If you ever had a marine aquarium (or a swimming pool) you know that it is very important to keep the level of acidity (ph) within a narrow range for optimum results. In the case of the pool, to minimize corrosion of the metal parts in a heater and to reduce damage to the pool lining or paint. In the case of the aquarium, the ph is directly related to the health of coral and fish. The ocean is no different. Acidity is an important parameter that relates to many other parameters including the health of marine animals and the rates at which corals and rocks grow or are dissolved. Globally, oceans are getting more acidic from CO2 emissions.
Acidification of the Arctic Ocean is occurring faster than projected according to new findings published in the journal PLOS ONE. The increase in rate is being blamed on rapidly melting sea ice, a process that may have important consequences for health of the Arctic ecosystem.
Ocean acidification is the process by which pH levels of seawater decrease due to greater amounts of carbon dioxide being absorbed by the oceans from the atmosphere. Currently oceans absorb about one-fourth of the greenhouse gas. Lower pH levels make water more acidic and lab studies have shown that more acidic water decrease calcification rates in many calcifying organisms, reducing their ability to build shells or skeletons. These changes, in species ranging from corals to shrimp, have the potential to impact species up and down the food web.
The team of federal and university researchers found that the decline of sea ice in the Arctic summer has important consequences for the surface layer of the Arctic Ocean. As sea ice cover recedes to record lows, as it did late in the summer of 2012, the seawater beneath is exposed to carbon dioxide, which is the main driver of ocean acidification.
In addition, the freshwater melted from sea ice dilutes the seawater, lowering pH levels and reducing the concentrations of calcium and carbonate, which are the constituents, or building blocks, of the mineral aragonite. Aragonite and other carbonate minerals make up the hard part of many marine micro-organisms’ skeletons and shells. The lowering of calcium and carbonate concentrations may impact the growth of organisms that many species rely on for food.

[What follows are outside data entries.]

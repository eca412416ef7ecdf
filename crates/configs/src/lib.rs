use anyhow::Result;
use serde::Deserialize;
use anyhow::anyhow;

#[derive(Debug, Clone, Deserialize, Default)]
pub struct AppConfig {
    #[serde(default)]
    pub server: ServerConfig,
    #[serde(default)]
    pub database: DatabaseConfig,
    #[serde(default)]
    pub auth: AuthConfig,
}

#[derive(Debug, Clone, Deserialize)]
pub struct ServerConfig {
    pub host: String,
    pub port: u16,
    #[serde(default)]
    pub worker_threads: Option<usize>,
}

impl Default for ServerConfig {
    fn default() -> Self {
        Self { host: "127.0.0.1".into(), port: 8080, worker_threads: Some(4) }
    }
}

#[derive(Debug, Clone, Deserialize, Default)]
pub struct DatabaseConfig {
    pub url: String,
    #[serde(default = "default_max_connections")]
    pub max_connections: u32,
    #[serde(default = "default_min_connections")]
    pub min_connections: u32,
    #[serde(default = "default_connect_timeout")]
    pub connect_timeout_secs: u64,
    #[serde(default = "default_idle_timeout")]
    pub idle_timeout_secs: u64,
    #[serde(default = "default_max_lifetime")]
    pub max_lifetime_secs: u64,
    #[serde(default = "default_acquire_timeout")]
    pub acquire_timeout_secs: u64,
    #[serde(default)]
    pub sqlx_logging: bool,
}

/// Bearer token settings shared by login and request authentication.
#[derive(Debug, Clone, Deserialize)]
pub struct AuthConfig {
    #[serde(default)]
    pub jwt_secret: String,
    #[serde(default = "default_token_ttl_hours")]
    pub token_ttl_hours: i64,
}

impl Default for AuthConfig {
    fn default() -> Self {
        Self { jwt_secret: String::new(), token_ttl_hours: default_token_ttl_hours() }
    }
}

fn default_max_connections() -> u32 { 10 }
fn default_min_connections() -> u32 { 2 }
fn default_connect_timeout() -> u64 { 30 }
fn default_idle_timeout() -> u64 { 600 }
fn default_max_lifetime() -> u64 { 3600 }
fn default_acquire_timeout() -> u64 { 30 }
fn default_token_ttl_hours() -> i64 { 12 }

pub fn load_default() -> Result<AppConfig> {
    let path = std::env::var("CONFIG_PATH").unwrap_or_else(|_| "config.toml".to_string());
    load_from_file(&path)
}

pub fn load_from_file(path: &str) -> Result<AppConfig> {
    let content = std::fs::read_to_string(path)?;
    let cfg: AppConfig = toml::from_str(&content)?;
    Ok(cfg)
}

impl AppConfig {
    pub fn load_and_validate() -> Result<Self> {
        let mut cfg = load_default()?;
        cfg.normalize_and_validate()?;
        Ok(cfg)
    }

    pub fn normalize_and_validate(&mut self) -> Result<()> {
        // 归一化 server
        self.server.normalize()?;
        // 归一化 database（支持从环境变量填充 URL）
        self.database.normalize_from_env();
        self.database.validate()?;
        self.auth.normalize_from_env();
        self.auth.validate()?;
        Ok(())
    }
}

impl ServerConfig {
    fn normalize(&mut self) -> Result<()> {
        if self.host.trim().is_empty() {
            self.host = "127.0.0.1".to_string();
        }
        if self.port == 0 {
            return Err(anyhow!("server.port 必须在 1..=65535 范围内"));
        }
        if let Some(w) = self.worker_threads {
            if w == 0 { self.worker_threads = Some(4); }
        } else {
            self.worker_threads = Some(4);
        }
        Ok(())
    }
}

impl DatabaseConfig {
    pub fn normalize_from_env(&mut self) {
        // 若 TOML 中未提供 URL，则尝试从环境变量填充
        if self.url.trim().is_empty() {
            if let Ok(url) = std::env::var("DATABASE_URL") {
                self.url = url;
            }
        }
    }

    pub fn validate(&self) -> Result<()> {
        if self.url.trim().is_empty() {
            return Err(anyhow!("database.url 为空；请在 config.toml 或环境变量 DATABASE_URL 中提供"));
        }
        let lower = self.url.to_lowercase();
        if !(lower.starts_with("postgresql://") || lower.starts_with("postgres://")) {
            return Err(anyhow!("database.url 必须以 postgresql:// 或 postgres:// 开头"));
        }
        if self.min_connections == 0 {
            return Err(anyhow!("database.min_connections 必须 >= 1"));
        }
        if self.max_connections < self.min_connections {
            return Err(anyhow!("database.max_connections 必须 >= min_connections"));
        }
        if self.connect_timeout_secs == 0 || self.acquire_timeout_secs == 0 {
            return Err(anyhow!("database 超时配置必须为正整数秒"));
        }
        Ok(())
    }
}

impl AuthConfig {
    pub fn normalize_from_env(&mut self) {
        if self.jwt_secret.trim().is_empty() {
            if let Ok(secret) = std::env::var("JWT_SECRET") {
                self.jwt_secret = secret;
            }
        }
        if self.token_ttl_hours <= 0 {
            self.token_ttl_hours = default_token_ttl_hours();
        }
    }

    pub fn validate(&self) -> Result<()> {
        if self.jwt_secret.trim().is_empty() {
            return Err(anyhow!("auth.jwt_secret 为空；请在 config.toml 或环境变量 JWT_SECRET 中提供"));
        }
        Ok(())
    }
}

#[cfg(test)]
mod tests {
    use super::*;

    fn parse(src: &str) -> AppConfig {
        toml::from_str(src).expect("parse config")
    }

    #[test]
    fn defaults_fill_missing_sections() {
        let cfg = parse("");
        assert_eq!(cfg.server.port, 8080);
        assert_eq!(cfg.database.max_connections, 0);
        assert_eq!(cfg.auth.token_ttl_hours, 12);
    }

    #[test]
    fn validate_accepts_complete_config() {
        let mut cfg = parse(r#"
            [server]
            host = ""
            port = 9000

            [database]
            url = "postgres://u:p@localhost:5432/storage"

            [auth]
            jwt_secret = "s3cret"
        "#);
        cfg.normalize_and_validate().expect("valid");
        assert_eq!(cfg.server.host, "127.0.0.1");
        assert_eq!(cfg.server.worker_threads, Some(4));
        assert_eq!(cfg.database.max_connections, 10);
    }

    #[test]
    fn validate_rejects_non_postgres_url() {
        let cfg = parse(r#"
            [database]
            url = "mysql://localhost/db"
        "#);
        assert!(cfg.database.validate().is_err());
    }

    #[test]
    fn validate_rejects_inverted_pool_bounds() {
        let cfg = parse(r#"
            [database]
            url = "postgres://localhost/db"
            max_connections = 1
            min_connections = 5
        "#);
        assert!(cfg.database.validate().is_err());
    }

    #[test]
    fn auth_rejects_blank_secret() {
        let cfg = AuthConfig { jwt_secret: "  ".into(), token_ttl_hours: 1 };
        assert!(cfg.validate().is_err());
    }
}
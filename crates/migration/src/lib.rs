//! Migrator registering entity-specific migrations in dependency order.
//! Indexes are applied last.
pub use sea_orm_migration::prelude::*;

mod m20220101_000012_create_user;
mod m20220101_000018_create_user_credentials;
mod m20220101_000019_create_storage_object;
mod m20220101_000002_add_indexes;

pub struct Migrator;

#[async_trait::async_trait]
impl MigratorTrait for Migrator {
    fn migrations() -> Vec<Box<dyn MigrationTrait>> {
        vec![
            Box::new(m20220101_000012_create_user::Migration),
            Box::new(m20220101_000018_create_user_credentials::Migration),
            Box::new(m20220101_000019_create_storage_object::Migration),
            // Indexes should always be applied last
            Box::new(m20220101_000002_add_indexes::Migration),
        ]
    }
}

The new research shows that acidification in surface waters of the Arctic Ocean is rapidly expanding into areas that were previously isolated from contact with the atmosphere due to the former widespread ice cover.
"A remarkable 20 percent of the Canadian Basin has become more corrosive to carbonate minerals in an unprecedented short period of time. Nowhere on Earth have we documented such large scale, rapid ocean acidification" according to lead researcher and ocean acidification project chief, U.S. Geological Survey oceanographer Lisa Robbins.
Globally, Earth's ocean surface is becoming acidified due to absorption of man-made carbon dioxide. Ocean acidification models show that with increasing atmospheric carbon dioxide, the Arctic Ocean will have crucially low concentrations of dissolved carbonate minerals, such as aragonite, in the next decade.